The genome is an individual’s full set of DNA: the genetic code that determines who we are, from our hair color to our hereditary risk of developing heart disease . 23andMe is the first and only service that provides scientifically valid, FDA-approved reports to consumers that analyze their genome and provide insight into health, ancestry, and wellness factors .
Named for the 23 pairs of chromosomes in a normal human cell, 23andMe has accumulated a user base of over 1M consumers and has raised over $240M in capital since its founding in April 2006 . As of October 2015, 23andMe has yet to turn a profit . However, given the tight alignment between the company’s business and operating models, it is positioned to become one of the greatest success stories in the emerging age of personalized medicine.
What’s in a database?
At the simplest level, 23andMe’s business model is centered on providing consumers access to their genetic data and helping them understand its implications. The cost of a report is $199, and users can choose to contribute their genetic data to research .
However, the consumer is only one of the stakeholders to which 23andMe delivers value. Through the accumulation of the world’s largest genomic database, 23andMe holds a wealth of genetic information that contains clues about (and potentially cures to) some of society’s most pervasive diseases .
Large pharmaceutical companies and biotechs have taken note.
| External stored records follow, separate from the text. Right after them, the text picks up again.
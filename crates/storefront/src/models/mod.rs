//! Domain models for the storefront.
//!
//! - [`cart`] - Session-backed shopping cart
//! - [`checkout`] - Checkout wizard state machine and order pricing
//! - [`session`] - Signed-in user and session keys
//! - [`toast`] - One-shot notifications shown on the next page

pub mod cart;
pub mod checkout;
pub mod session;
pub mod toast;

pub use cart::{Cart, CartError, CartItem, LineOutcome, MAX_LINE_QUANTITY};
pub use checkout::{Checkout, CheckoutError, CheckoutStep, OrderSummary, ShippingForm};
pub use session::{CurrentUser, keys as session_keys};
pub use toast::{Toast, ToastKind};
Many big names in drug discovery have teamed with 23andMe to not only gain access to users’ genetic and personal information for research purposes (provided with user consent and anonymized), but to assist in recruiting eligible patients into clinical trials . A January 2015 deal with Genentech yielded an upfront payment to 23andMe of $10M, with further milestones of as much as $50M .
Such a deal has the potential to generate the same amount of revenue as would increasing the size of 23andMe’s customer base by half ($299/kit x an additional 500K users = ~$60M), and the Genentech partnership is only one of over ten industry collaborations underway . By leveraging its core asset—a robust genomic database supplemented by user-provided lifestyle information—23andMe has expanded its business model beyond the consumer and captured additional value generated through its operations.
The power of partnerships
23andMe’s competitive advantage depends on continuing to accumulate and analyze consumer genetic and personal information. One of the ways the company is reaching new consumers is through collaborations with patient advocacy and research organizations such as the Michael J. Fox Foundation for Parkinson’s disease . 23andMe provides free genetic testing kits to members of the patient community, and in exchange, the patient organization encourages members to enroll in the service . In the case of the Parkinson’s collaboration, 23andMe was able to catalog the genomic data of thousands of patients with Parkinson’s disease in record time . In 2014, they published the discovery of six new genetic regions associated with the disease that provide promising targets for therapeutic intervention .
The company has established additional research partnerships with leading academic institutions, including the Broad Institute at MIT and Harvard, Stanford University and the University of Chicago. In whole, 23andMe has formed cross-industry collaborations that span the public and private sector and unite some of the brightest minds in research. The company has received four grants from the U.S. National Institutes of Health to fund research and has identified hundreds of new genetic associations .
A new frontier
Perhaps it was inevitable that 23andMe evolve from facilitating drug research to conducting its own pharmaceutical discovery efforts. In March 2015, the company announced that in addition to continuing its industry partnerships, it will begin inventing medicines in house . A drug in clinical trials can be worth hundreds of millions of dollars, and a therapy that makes it to market can be worth billions . If the discovery efforts are successful, 23andMe will capture yet another portion of the value generated by its genomic database.
While 23andMe is unprofitable to date, the company has secured multiple paths to monetization by leveraging its core assets. More importantly, by returning the patient to the center of drug discovery it has the potential to transform the way that medical science advances.